A host runs untrusted code. The runtime gives it the caps to bound that code and the signals to watch it. The runtime provides the mechanism; the host sets the policy — what the limits are, when to cancel, what to do with an audit trail.

Set hardLimits on createRuntime:

  • timeout_ms — wall-clock ceiling for a single execution.
  • memory_mb — sandbox memory ceiling.
  • max_stack_depth — recursion ceiling.

Exceeding any of them throws ExecutionLimitError. Run without a timeout and a mod can hang the host; set one. Limits are per runtime, enforced by the runtime — the host does not police them by hand.

Pass a CancellationToken as cancellation. Call token.cancel() to request a stop; long-running sandbox work observes the flag and throws CancellationError. Cancellation is cooperative, not preemptive — it unwinds at the runtime’s check points, not instantly. Some engines require the async sandbox (initXriptAsync) for cancellation to bite mid-execution; see the runtime overview for per-engine fidelity.

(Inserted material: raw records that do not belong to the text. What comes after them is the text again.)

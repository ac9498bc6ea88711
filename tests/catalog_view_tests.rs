use shopdesk::catalog::{export_csv, Category, Product, ProductListViewModel, SortKey, SortOrder};
use shopdesk::ui::display::CatalogDisplay;

fn inventory() -> Vec<Product> {
    (1..=25)
        .map(|i| {
            let title = if i % 2 == 0 {
                format!("Chair {:02}", i)
            } else {
                format!("Table {:02}", i)
            };
            Product::new(i, title, i as f64 * 10.0)
                .with_category(Category::new(2, "Furniture"))
        })
        .collect()
}

#[test]
fn test_chair_example() {
    let mut catalog = ProductListViewModel::with_products(
        vec![
            Product::new(1, "Chair", 50.0),
            Product::new(2, "Chairman desk", 20.0),
        ],
        10,
    );

    catalog.set_query("chair");
    catalog.toggle_sort(SortKey::Price);
    let ids: Vec<i64> = catalog.view().page.iter().map(|p| p.id).collect();
    assert_eq!(ids, vec![2, 1]);

    catalog.toggle_sort(SortKey::Price);
    let ids: Vec<i64> = catalog.view().page.iter().map(|p| p.id).collect();
    assert_eq!(ids, vec![1, 2]);
    assert_eq!(catalog.state().sort_order, SortOrder::Descending);
}

#[test]
fn test_search_sort_and_page_together() {
    let mut catalog = ProductListViewModel::with_products(inventory(), 5);
    assert_eq!(catalog.view().total_pages, 5);

    catalog.go_to_page(4);
    catalog.set_query("  CHAIR ");
    // New query starts from the first page
    assert_eq!(catalog.state().page_index, 1);
    assert_eq!(catalog.view().total_count, 12);
    assert_eq!(catalog.view().total_pages, 3);

    catalog.set_sort(SortKey::Price, SortOrder::Descending);
    catalog.go_to_page(3);
    let ids: Vec<i64> = catalog.view().page.iter().map(|p| p.id).collect();
    assert_eq!(ids, vec![4, 2]);

    // Beyond the last page clamps to it
    catalog.go_to_page(99);
    assert_eq!(catalog.state().page_index, 3);

    let display = CatalogDisplay::project(&catalog, 0);
    assert_eq!(display.rows.len(), 2);
    assert_eq!(display.result_count.as_deref(), Some("12 results"));
    let pagination = display.pagination.unwrap();
    assert_eq!(pagination.range, "11-12 of 12");
    assert!(pagination.has_previous);
    assert!(!pagination.has_next);
}

#[test]
fn test_stats_ignore_search() {
    let mut catalog = ProductListViewModel::with_products(inventory(), 10);
    catalog.set_query("no such product");

    let stats = catalog.stats();
    assert_eq!(stats.total_products, 25);
    assert_eq!(stats.total_categories, 1);
    assert_eq!(stats.average_price_label(), "$130.00");

    let display = CatalogDisplay::project(&catalog, 0);
    assert!(display.rows.is_empty());
    assert_eq!(
        display.empty_message.as_deref(),
        Some("No products match \"no such product\"")
    );
}

#[test]
fn test_export_covers_every_page_of_the_filtered_list() {
    let mut catalog = ProductListViewModel::with_products(inventory(), 5);
    catalog.set_query("table");
    catalog.set_sort(SortKey::Title, SortOrder::Descending);

    let csv = export_csv(&catalog.displayed_products()).unwrap();
    let lines: Vec<&str> = csv.lines().collect();
    assert_eq!(lines.len(), 14);
    assert_eq!(lines[1], "25,\"Table 25\",250.00,\"Furniture\",\"\",\"\"");
    assert_eq!(lines[13], "1,\"Table 01\",10.00,\"Furniture\",\"\",\"\"");
}

#[test]
fn test_quotes_in_titles_are_doubled() {
    let products = vec![Product::new(7, "The \"Best\" Lamp", 12.5).with_description("Bright")];
    let csv = export_csv(&products).unwrap();
    assert!(csv.ends_with("7,\"The \"\"Best\"\" Lamp\",12.50,\"N/A\",\"\",\"Bright\"\n"));
}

Pass an audit callback: (event: AuditEvent) => void. The runtime fires it on every gated binding call, with { binding, capability, at } — which binding ran, which capability gated it, and when. Wire it to the host’s logging to keep a record of what a mod actually exercised. Pair it with granting capabilities: grants are what you allowed, audit is what was used.

Route sandbox console output through the console handler — log, info, warn, error, debug, trace, or a single onLog(severity, ...args). Without it, a mod’s console output goes nowhere.

  • No timeout. A mod with an infinite loop hangs the host. Always set timeout_ms.
  • Assuming cancellation is preemptive. It is cooperative; it unwinds at check points. For mid-execution cancellation on some engines, use the async sandbox.
  • Ignoring the audit channel. Without it you have grants but no record of use — half the security story.